[[ Supplied material, beginning ]]

#[async_trait]
impl ProofVerifier for FacilitatorVerifier {
    async fn verify(
        &self,
        quote: &Quote,
        proof: &PaymentProof,
    ) -> Result<VerificationOutcome, VerifierError> {
        let request = RemoteVerifyRequest { quote, proof };
        let request = &request;
        let this = self;
        let response = with_retry(
            CHAIN_RPC,
            &self.policy,
            &self.hooks,
            classify_verifier_error,
            move || async move {
                this.breakers
                    .execute(CHAIN_RPC, || this.post_verify(request))
                    .await
                    .map_err(|err| match err {
                        BreakerError::Open { service } => VerifierError::CircuitOpen { service },
                        BreakerError::Inner(inner) => inner,
                    })
            },
        )
        .await?;

        Ok(match response.status {
            RemoteVerifyStatus::Valid => {
                let signature = response.signature.ok_or_else(|| {
                    VerifierError::Protocol("valid response without signature".to_string())
                })?;
                let payer = response
                    .payer
                    .or_else(|| proof.wallet.clone())
                    .unwrap_or_default();
                VerificationOutcome::Valid { signature, payer }
            }
            RemoteVerifyStatus::Invalid => VerificationOutcome::Invalid {
                reason: response
                    .reason
                    .unwrap_or_else(|| "rejected by verifier".to_string()),
            },
            RemoteVerifyStatus::Pending => VerificationOutcome::Pending,
        })
    }
}

/// Adapts the card rail into a [`ProofVerifier`] for fiat proofs.
///
/// The proof payload must carry `{"sessionId": "..."}`; a paid session
/// verifies with the session id as settlement signature. Card API failures
/// are surfaced rather than retried.
pub struct CardSessionVerifier {
    rail: Arc<dyn CardRail>,
    breakers: Arc<BreakerRegistry>,
}

const CARD_API: &str = "card_api";

impl CardSessionVerifier {
    pub fn new(rail: Arc<dyn CardRail>, breakers: Arc<BreakerRegistry>) -> Self {
        Self { rail, breakers }
    }
}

[[ Supplied material, end ]]

_Directions_
Where a line in the entries holds "VerifierError", copy that line.

_Your response_
    ) -> Result<VerificationOutcome, VerifierError> {
                        BreakerError::Open { service } => VerifierError::CircuitOpen { service },
                    VerifierError::Protocol("valid response without signature".to_string())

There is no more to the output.